Klar, da sind dann intern Daten, die hin und her geschaufelt werden,
die bei direkter Programmierung wohl so nicht entstünden.
Aber man kann da auch Parameter an das aufgerufene Tool übergeben
und das macht es sehr flexibel.

Zu dem Thema Nutzung von Tools, die Tools als Parameter bekommen,
habe ich mal ein kleines Paper geschrieben und es "Using Functional
Features on the Command Shell" genannt, aber es sind nur 4 Seiten geworden
und ich hatte nur wenige Beispiele genommen. Wollte das noch ausbauen,
aber ich hatte in der letzten Zeit etwas andere Sachen um die Ohren.
Gerne hätte ich auch noch Beispiele anderer Leute mit aufgenommen,
oder ich muß mir selbst nochmal was dazu ausdenken.



[...]
> Leider habe ich bisher nichts was die Bedeutung dieses Grundsatzes
> konkret im Zusammenhang mit Code Reuse behandelt.
[...]

Vielleicht weil es entweder so offensichtlich ist, daß es niemand
bemerkt/sieht, oder weil es eigentlich nicht Code-Reuse ist,
sondern Executable-Reuse, was ja nur ein indirektes Code-Reuse ist.

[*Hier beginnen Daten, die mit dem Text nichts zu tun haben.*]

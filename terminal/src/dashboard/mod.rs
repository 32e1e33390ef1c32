//! # Dashboard Data
//!
//! Fixed demo records behind the Network Overview and User Terminal screens.
//! Nothing here is live; the only generated part is the revenue bar series,
//! rebuilt each time the overview is entered.

use rand::Rng;

/// Account shown in the dashboard sub-header
pub const ACCOUNT_BADGE: &str = "0x71C...3d92";

/// Revenue chart range chips. `1M` is the active one.
pub const REVENUE_RANGES: [&str; 4] = ["1D", "1W", "1M", "1Y"];
pub const ACTIVE_REVENUE_RANGE: &str = "1M";

pub const REVENUE_BARS: usize = 30;

pub const VAULT_BALANCE: &str = "$241,084.04";

pub const POOLS_REBALANCING: u32 = 4_821;

#[derive(Debug, Clone, Copy, PartialEq, Eq)]
pub struct StatCard {
    pub title: &'static str,
    pub value: &'static str,
    pub change: &'static str,
    pub positive: bool,
}

#[derive(Debug, Clone, Copy, PartialEq, Eq)]
pub struct NodeCluster {
    pub location: &'static str,
    pub status: &'static str,
    /// Load percentage, 0..=100
    pub load: u8,
    pub warning: bool,
}

#[derive(Debug, Clone, Copy, PartialEq, Eq)]
pub struct AssetHolding {
    pub name: &'static str,
    pub amount: &'static str,
    pub value: &'static str,
}

#[derive(Debug, Clone, Copy, PartialEq, Eq)]
pub struct StakingPosition {
    pub strategy: &'static str,
    pub apy: &'static str,
    pub earnings: &'static str,
    pub status: &'static str,
}

#[derive(Debug, Clone, Copy, PartialEq, Eq)]
pub enum ActivitySign {
    Credit,
    Debit,
    Neutral,
}

#[derive(Debug, Clone, Copy, PartialEq, Eq)]
pub struct ActivityEntry {
    pub kind: &'static str,
    pub when: &'static str,
    pub value: &'static str,
}

impl ActivityEntry {
    /// Colour class from the leading sign of the value
    pub fn sign(&self) -> ActivitySign {
        if self.value.starts_with('+') {
            ActivitySign::Credit
        } else if self.value.starts_with('-') {
            ActivitySign::Debit
        } else {
            ActivitySign::Neutral
        }
    }
}

pub const STAT_CARDS: [StatCard; 2] = [
    StatCard {
        title: "Total Value Locked",
        value: "$12,482,001,492",
        change: "+2.4%",
        positive: true,
    },
    StatCard {
        title: "24h Volume",
        value: "$841,209,122",
        change: "-0.8%",
        positive: false,
    },
];

pub const NODE_CLUSTERS: [NodeCluster; 4] = [
    NodeCluster { location: "US-East-1", status: "Operational", load: 62, warning: false },
    NodeCluster { location: "EU-West-2", status: "Operational", load: 48, warning: false },
    NodeCluster { location: "AP-South-1", status: "Maintenance", load: 0, warning: true },
    NodeCluster { location: "Neural-Sync-0", status: "Synchronizing", load: 92, warning: false },
];

pub const ASSETS: [AssetHolding; 3] = [
    AssetHolding { name: "AE-CORE", amount: "12.42", value: "$84,201" },
    AssetHolding { name: "NEURAL-GAS", amount: "4,821.00", value: "$12,110" },
    AssetHolding { name: "ETH-WRAP", amount: "42.1", value: "$144,773" },
];

pub const STAKING_POSITIONS: [StakingPosition; 3] = [
    StakingPosition { strategy: "Aetheris-Prime", apy: "12.4%", earnings: "+$1,402", status: "Active" },
    StakingPosition { strategy: "Neural-Flash-LP", apy: "24.8%", earnings: "+$842", status: "Active" },
    StakingPosition { strategy: "Stable-Mesh", apy: "4.2%", earnings: "+$12", status: "Locked" },
];

pub const ACTIVITY: [ActivityEntry; 3] = [
    ActivityEntry { kind: "Deposit", when: "2h ago", value: "+12.4 AE" },
    ActivityEntry { kind: "Withdraw", when: "1d ago", value: "-0.5 ETH" },
    ActivityEntry { kind: "Stake", when: "3d ago", value: "12.4k AE" },
];

/// Bar heights in percent: `20 + sin(i·0.5)·40 + u·30`.
///
/// The sine term can pull early troughs below zero; callers clamp when drawing.
pub fn revenue_series<R: Rng + ?Sized>(rng: &mut R) -> Vec<f64> {
    (0..REVENUE_BARS)
        .map(|i| 20.0 + (i as f64 * 0.5).sin() * 40.0 + rng.random::<f64>() * 30.0)
        .collect()
}

#[cfg(test)]
mod tests {
    use super::*;
    use rand::{rngs::StdRng, SeedableRng};

    #[test]
    fn test_revenue_series_shape() {
        let mut rng = StdRng::seed_from_u64(4);
        let bars = revenue_series(&mut rng);
        assert_eq!(bars.len(), REVENUE_BARS);
        for (i, h) in bars.iter().enumerate() {
            let base = 20.0 + (i as f64 * 0.5).sin() * 40.0;
            assert!(*h >= base && *h < base + 30.0, "bar {} = {}", i, h);
        }
    }

    #[test]
    fn test_activity_sign() {
        assert_eq!(ACTIVITY[0].sign(), ActivitySign::Credit);
        assert_eq!(ACTIVITY[1].sign(), ActivitySign::Debit);
        assert_eq!(ACTIVITY[2].sign(), ActivitySign::Neutral);
    }

    #[test]
    fn test_only_maintenance_cluster_warns() {
        let warnings: Vec<_> = NODE_CLUSTERS.iter().filter(|n| n.warning).collect();
        assert_eq!(warnings.len(), 1);
        assert_eq!(warnings[0].location, "AP-South-1");
        assert_eq!(warnings[0].load, 0);
    }

    #[test]
    fn test_active_range_is_listed() {
        assert!(REVENUE_RANGES.contains(&ACTIVE_REVENUE_RANGE));
    }
}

Aber zum Beispiel gerade jene, die über GPL im kommerziellen
Feld jammern, die könnten doch den Unix-Ansatz genau dazu
benutzen, um doch GPL-Tools in nicht-GPL-SW zu "re-usen",
indem sie die GPL-Tools via exec() oder system() aufrufen,
statt mit den APIs zu verlinken.

Aber diese Konzepte sind vielen (weil von anderem OS her kommend)
kommerziell-Programm-Programmierern garnicht bekannt... (?!)


[...]
> Auch nicht, warum das klassische UNIX-Prinzip bei den meisten heutigen
> Anwendungen versagt,

Weil GUIs bisher meist auf andere Weise gesteuert werden.
Man kann GUIs i.A. nicht via Pipe betreiben, weil der OO-Ansatz
und das gesamte Konzept, das genutzt wird, nicht die Ausgaben
von Pipes nutzen (können).
Bei Ansätzen a la HTML bzw. Kommandosprachen für GUIs im Allgemeinen
sollte dies aber möglich sein.
Wenn man ein HTML-Dokument in einen Browser pipet, der von stdin
liest und die Sachen dann ver-GUI-t, hätte man so ein Konzept.

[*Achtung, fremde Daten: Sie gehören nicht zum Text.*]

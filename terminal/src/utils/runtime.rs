//! Shared Tokio runtime
//!
//! eframe owns the main thread and runs its own event loop, so background
//! timers are spawned onto this process-wide runtime instead:
//!
//! ```rust,ignore
//! use crate::utils::runtime::TOKIO_RT;
//!
//! let handle = TOKIO_RT.spawn(async move {
//!     tokio::time::sleep(std::time::Duration::from_secs(3)).await;
//!     let _ = event_tx.send(AppEvent::MarketTick).await;
//! });
//! handle.abort();
//! ```

use once_cell::sync::Lazy;
use tokio::runtime::Runtime;

pub static TOKIO_RT: Lazy<Runtime> = Lazy::new(|| {
    tokio::runtime::Builder::new_multi_thread()
        .worker_threads(1)
        .thread_name("aetheris-timer")
        .enable_time()
        .build()
        .expect("Failed to create Tokio runtime for background timers")
});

Aber dies wird i.A. nicht genutzt.

Das heisst, man nutzt Zustände von z.B. Objekten, statt einer
Beschreibungssprache.
Dann entsteht das Problem, die Zustände der GUI an andere
Programme weiter zu geben. Manche Sprachen unterstützen das
einigermassen, aber richtig prickelnd scheint das alles nicht zu laufen.

Würde man die GUIs mit einer Sprache beschreiben - schon von Anfang an,
statt erst, wenn man Zustände von Objekten serialisieren will -,
dann hätte man dieses serialisierungsproblem schon deshalb nicht,
weil man von Anfang an es erst garnicht aufkommen lässt.

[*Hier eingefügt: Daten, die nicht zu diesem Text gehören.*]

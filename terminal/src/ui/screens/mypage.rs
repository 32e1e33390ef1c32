//! # User Terminal Screen
//!
//! Vault balance, held assets, staking positions, recent activity and the
//! security card. All figures are fixed demo records from [`crate::dashboard`].

use egui::{Color32, RichText};

use crate::app::{AppLike, AppState, NotificationLevel, View};
use crate::dashboard::{self, ActivitySign};
use crate::ui::screens::overview::header_text;
use crate::ui::theme::Theme;
use crate::ui::widgets::header::{render_sub_header, section_caption};

/// Colour for an activity value by its sign
pub fn activity_color(sign: ActivitySign, theme: &Theme) -> Color32 {
    match sign {
        ActivitySign::Credit => theme.colors.positive,
        ActivitySign::Debit => theme.colors.negative,
        ActivitySign::Neutral => theme.colors.text,
    }
}

/// Render the user terminal dashboard
pub fn render(ui: &mut egui::Ui, state: &AppState, app: &mut impl AppLike) {
    let theme = Theme::from_config(&state.config.theme);
    let (title, subtitle) = header_text(View::MyPage);
    render_sub_header(ui, &theme, title, subtitle, dashboard::ACCOUNT_BADGE);
    ui.add_space(24.0);

    let mut demo_action: Option<&'static str> = None;

    egui::ScrollArea::vertical()
        .id_salt("mypage_scroll")
        .show(ui, |ui| {
            ui.columns(3, |cols| {
                if let Some(action) = render_vault(&mut cols[0], &theme) {
                    demo_action = Some(action);
                }
                render_staking(&mut cols[1], &theme);
            });
            ui.add_space(16.0);
            ui.columns(3, |cols| {
                render_activity(&mut cols[0], &theme);
                if render_security(&mut cols[1], &theme) {
                    demo_action = Some("Key management");
                }
            });
        });

    if let Some(action) = demo_action {
        tracing::debug!(action, "Demo-only dashboard action");
        app.state()
            .write()
            .notify(NotificationLevel::Info, format!("{} is not available in the demo", action));
    }
}

/// Returns the demo action clicked, if any
fn render_vault(ui: &mut egui::Ui, theme: &Theme) -> Option<&'static str> {
    let mut clicked = None;
    theme.card_frame().show(ui, |ui| {
        ui.set_min_width(ui.available_width());
        section_caption(ui, theme, "Vault Balance");
        ui.label(RichText::new(dashboard::VAULT_BALANCE).size(34.0).strong());
        ui.add_space(12.0);

        ui.horizontal(|ui| {
            let deposit = egui::Button::new(
                RichText::new("DEPOSIT").strong().color(theme.colors.background),
            )
            .fill(theme.colors.accent);
            if ui.add(deposit).clicked() {
                clicked = Some("Deposit");
            }
            if ui.button(RichText::new("WITHDRAW").strong()).clicked() {
                clicked = Some("Withdraw");
            }
        });

        ui.add_space(16.0);
        section_caption(ui, theme, "Your Assets");
        ui.add_space(6.0);
        egui::Grid::new("assets_grid")
            .num_columns(3)
            .spacing([16.0, 8.0])
            .show(ui, |ui| {
                for asset in &dashboard::ASSETS {
                    ui.label(RichText::new(asset.name).strong());
                    ui.label(RichText::new(asset.amount).monospace().color(theme.colors.muted));
                    ui.label(RichText::new(asset.value).monospace());
                    ui.end_row();
                }
            });
    });
    clicked
}

fn render_staking(ui: &mut egui::Ui, theme: &Theme) {
    theme.card_frame().show(ui, |ui| {
        ui.set_min_width(ui.available_width());
        ui.horizontal(|ui| {
            ui.label(RichText::new("ACTIVE STAKING POSITIONS").size(12.0).strong());
            ui.with_layout(egui::Layout::right_to_left(egui::Align::Center), |ui| {
                ui.label(RichText::new("VIEW ALL").size(10.0).color(theme.colors.accent));
            });
        });
        ui.add_space(10.0);
        egui::Grid::new("staking_grid")
            .num_columns(4)
            .spacing([24.0, 10.0])
            .striped(true)
            .show(ui, |ui| {
                for heading in ["Strategy", "APY", "Earnings", "Status"] {
                    section_caption(ui, theme, heading);
                }
                ui.end_row();

                for position in &dashboard::STAKING_POSITIONS {
                    ui.label(RichText::new(position.strategy).strong());
                    ui.label(RichText::new(position.apy).color(theme.colors.accent));
                    ui.label(RichText::new(position.earnings).color(theme.colors.positive));
                    let status_color = if position.status == "Active" {
                        theme.colors.positive
                    } else {
                        theme.colors.muted
                    };
                    ui.label(RichText::new(position.status.to_uppercase()).size(10.0).color(status_color));
                    ui.end_row();
                }
            });
    });
}

fn render_activity(ui: &mut egui::Ui, theme: &Theme) {
    theme.card_frame().show(ui, |ui| {
        ui.set_min_width(ui.available_width());
        section_caption(ui, theme, "Recent Activity");
        ui.add_space(10.0);
        for entry in &dashboard::ACTIVITY {
            ui.horizontal(|ui| {
                ui.vertical(|ui| {
                    ui.label(RichText::new(entry.kind).strong());
                    ui.label(RichText::new(entry.when).size(10.0).color(theme.colors.muted));
                });
                ui.with_layout(egui::Layout::right_to_left(egui::Align::Center), |ui| {
                    ui.label(
                        RichText::new(entry.value)
                            .monospace()
                            .color(activity_color(entry.sign(), theme)),
                    );
                });
            });
            ui.add_space(6.0);
        }
    });
}

/// True when "Manage Keys" was clicked
fn render_security(ui: &mut egui::Ui, theme: &Theme) -> bool {
    let mut clicked = false;
    theme.card_frame().show(ui, |ui| {
        ui.set_min_width(ui.available_width());
        section_caption(ui, theme, "Neural Security");
        ui.add_space(6.0);
        ui.label(
            RichText::new("🛡 100% Protection Level")
                .strong()
                .color(theme.colors.positive),
        );
        ui.add_space(6.0);
        ui.label(
            RichText::new(
                "Your account is protected by hardware-grade multi-sig authentication and neural-link behavioral monitoring.",
            )
            .size(12.0)
            .color(theme.colors.muted),
        );
        ui.add_space(12.0);
        clicked = ui
            .add_sized([ui.available_width(), 32.0], egui::Button::new("MANAGE KEYS"))
            .clicked();
    });
    clicked
}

Dann kann man auch eine textdatei nehmen in ein spezielles Progrämmchen
pipen und bekommt als Ergebnis eine lauffähige GUI.


> und wie man dem mit neuen Konzepten (in Hurd oder
> Plan9) abhelfen kann. Kommt zweifelsfrei alles noch, früher oder
> später...


...mal kieken.


> 
> Das obige Beispiel ist jedoch ein ganz klassisches, bei dem die
> traditionelle UNIX-Methode wunderbar funktioniert. Hier mit Libraries
> anzufangen wäre IMHO einfach nur dumm.

Kommt eben drauf an, ob man wegen der Performance-Probleme unbedingt
das ganze noch mal speziell auf der API basierend zusammen bauen will.

IMHO ist ja auch "find -exec" nicht so langsam, daß man das
nicht nutzen können sollte; jedenfalls wenn man annimmt, daß
das Script, an dem sich diese Diskussion hier entfachte,
nicht GB-weise ganze Platten abgrast und hunderttausende von Files
bearbeiten soll, sondern daß es ein paar Files aus dem `pwd`
nimmt und die bearbeitet - eine Sache, die vermutlich in 95 % aller
Anwednungsfälle vorliegt (und 4% viell. noch Subdirectories unterhalb
des `pwd` nutzt; viell. noch 1%, wo es um grosse Dateibäume geht...).